Task data:
━━━━━━━━━━━━━━━━━━━━━━━━━━━━━━
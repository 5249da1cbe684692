use image::{GrayImage, Luma};
use imageproc::filter::gaussian_blur_f32;

/// Adaptive threshold against the mean of a `block_size` square window.
///
/// A pixel becomes white (255) when it is brighter than the local mean minus
/// `offset`, black (0) otherwise. The window is clipped at the image border.
pub fn adaptive_threshold_mean(gray: &GrayImage, block_size: u32, offset: i32) -> GrayImage {
    let (width, height) = gray.dimensions();
    if width == 0 || height == 0 {
        return gray.clone();
    }
    let (w, h) = (width as usize, height as usize);
    let radius = (block_size / 2) as usize;

    // Integral image with a zero guard row/column
    let stride = w + 1;
    let mut integral = vec![0u64; stride * (h + 1)];
    for y in 0..h {
        let mut row_sum = 0u64;
        for x in 0..w {
            row_sum += gray.get_pixel(x as u32, y as u32).0[0] as u64;
            integral[(y + 1) * stride + x + 1] = integral[y * stride + x + 1] + row_sum;
        }
    }

    let mut out = GrayImage::new(width, height);
    for y in 0..h {
        let y0 = y.saturating_sub(radius);
        let y1 = (y + radius + 1).min(h);
        for x in 0..w {
            let x0 = x.saturating_sub(radius);
            let x1 = (x + radius + 1).min(w);
            let sum = integral[y1 * stride + x1] + integral[y0 * stride + x0]
                - integral[y0 * stride + x1]
                - integral[y1 * stride + x0];
            let count = ((x1 - x0) * (y1 - y0)) as u64;
            let mean = ((sum + count / 2) / count) as i32;
            let value = gray.get_pixel(x as u32, y as u32).0[0] as i32;
            out.put_pixel(x as u32, y as u32, binary_pixel(value > mean - offset));
        }
    }
    out
}

/// Adaptive threshold against a gaussian-weighted local mean.
///
/// The gaussian's sigma follows the usual block-size rule
/// `0.3 * ((block_size - 1) / 2 - 1) + 0.8`.
pub fn adaptive_threshold_gaussian(gray: &GrayImage, block_size: u32, offset: i32) -> GrayImage {
    if gray.width() == 0 || gray.height() == 0 {
        return gray.clone();
    }
    let sigma = gaussian_sigma_for_block(block_size);
    let mean = gaussian_blur_f32(gray, sigma);

    let mut out = GrayImage::new(gray.width(), gray.height());
    for (x, y, pixel) in gray.enumerate_pixels() {
        let local = mean.get_pixel(x, y).0[0] as i32;
        out.put_pixel(x, y, binary_pixel(pixel.0[0] as i32 > local - offset));
    }
    out
}

fn gaussian_sigma_for_block(block_size: u32) -> f32 {
    let half = (block_size.max(3) as f32 - 1.0) * 0.5;
    (0.3 * (half - 1.0) + 0.8).max(0.1)
}

fn binary_pixel(white: bool) -> Luma<u8> {
    if white { Luma([255]) } else { Luma([0]) }
}
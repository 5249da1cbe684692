//! Error types for the scanner

use std::path::PathBuf;
use thiserror::Error;

/// Result type alias for scanner operations
pub type Result<T> = std::result::Result<T, ScanError>;

/// Everything that can go wrong between reading a frame and writing a report
#[derive(Error, Debug)]
pub enum ScanError {
    /// Image file could not be opened or decoded
    #[error("Could not load image from {}", .path.display())]
    ImageLoad {
        /// File that failed
        path: PathBuf,
        /// Decoder error
        #[source]
        source: image::ImageError,
    },

    /// In-memory image bytes (stdin, uploads) could not be decoded
    #[error("Could not decode image from {label}")]
    ImageDecode {
        /// Where the bytes came from
        label: String,
        /// Decoder error
        #[source]
        source: image::ImageError,
    },

    /// Raw frame buffer does not match its declared dimensions
    #[error("Frame buffer has {actual} bytes, expected {expected} for {width}x{height}")]
    FrameSize {
        /// Declared width
        width: usize,
        /// Declared height
        height: usize,
        /// Bytes the dimensions require
        expected: usize,
        /// Bytes supplied
        actual: usize,
    },

    /// Annotated or generated image could not be written
    #[error("Could not save image to {}", .path.display())]
    ImageSave {
        /// Target file
        path: PathBuf,
        /// Encoder error
        #[source]
        source: image::ImageError,
    },

    /// Filesystem or stream failure
    #[error("I/O error: {0}")]
    Io(#[from] std::io::Error),

    /// Report or configuration (de)serialization failure
    #[error("JSON error: {0}")]
    Json(#[from] serde_json::Error),

    /// Configuration value out of range
    #[error("Invalid configuration: {0}")]
    Config(String),

    /// QR payload could not be encoded when generating test images
    #[error("Failed to encode QR payload: {0}")]
    Encode(#[from] qrcode::types::QrError),
}

impl ScanError {
    /// Shorthand for a configuration error
    pub fn config(message: impl Into<String>) -> Self {
        ScanError::Config(message.into())
    }
}
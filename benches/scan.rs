mod common;

use criterion::{BenchmarkId, Criterion, black_box, criterion_group, criterion_main};
use qr_frame_scanner::generate::{FrameLayout, default_payloads, test_frame};
use qr_frame_scanner::tools::load_image;
use qr_frame_scanner::{ScanProfile, Scanner};

fn bench_generated_frame(c: &mut Criterion) {
    let frame = test_frame(&default_payloads(), &FrameLayout::default()).unwrap();
    let mut group = c.benchmark_group("scan_generated_800x600");
    group.sample_size(10);

    for profile in ScanProfile::ALL {
        let scanner = Scanner::new(profile);
        group.bench_with_input(BenchmarkId::from_parameter(profile), &scanner, |b, s| {
            b.iter(|| s.scan_gray(black_box(&frame), "bench"))
        });
    }
    group.finish();
}

fn bench_dataset(c: &mut Criterion) {
    let (root, images) = common::collect_dataset_images();
    if images.is_empty() {
        eprintln!("No images under {}, skipping dataset bench", root.display());
        return;
    }

    let scanner = Scanner::new(ScanProfile::LowRes);
    let frames: Vec<_> = images
        .iter()
        .filter_map(|path| load_image(path).ok().map(|img| (path.display().to_string(), img)))
        .collect();

    let mut group = c.benchmark_group("scan_dataset_low_res");
    group.sample_size(10);
    for (name, frame) in &frames {
        group.bench_with_input(BenchmarkId::from_parameter(name), frame, |b, f| {
            b.iter(|| scanner.scan_image(black_box(f), "bench"))
        });
    }
    group.finish();
}

criterion_group!(benches, bench_generated_frame, bench_dataset);
criterion_main!(benches);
━━━━━━━━━━━━━━━━━━━━━━━━━━━━━━
Your objective: Look through the entries. Copy out each line with "stride" in it.

Solution to this exercise:
    let stride = w + 1;
    let mut integral = vec![0u64; stride * (h + 1)];
            integral[(y + 1) * stride + x + 1] = integral[y * stride + x + 1] + row_sum;
            let sum = integral[y1 * stride + x1] + integral[y0 * stride + x0]
                - integral[y0 * stride + x1]
                - integral[y1 * stride + x0];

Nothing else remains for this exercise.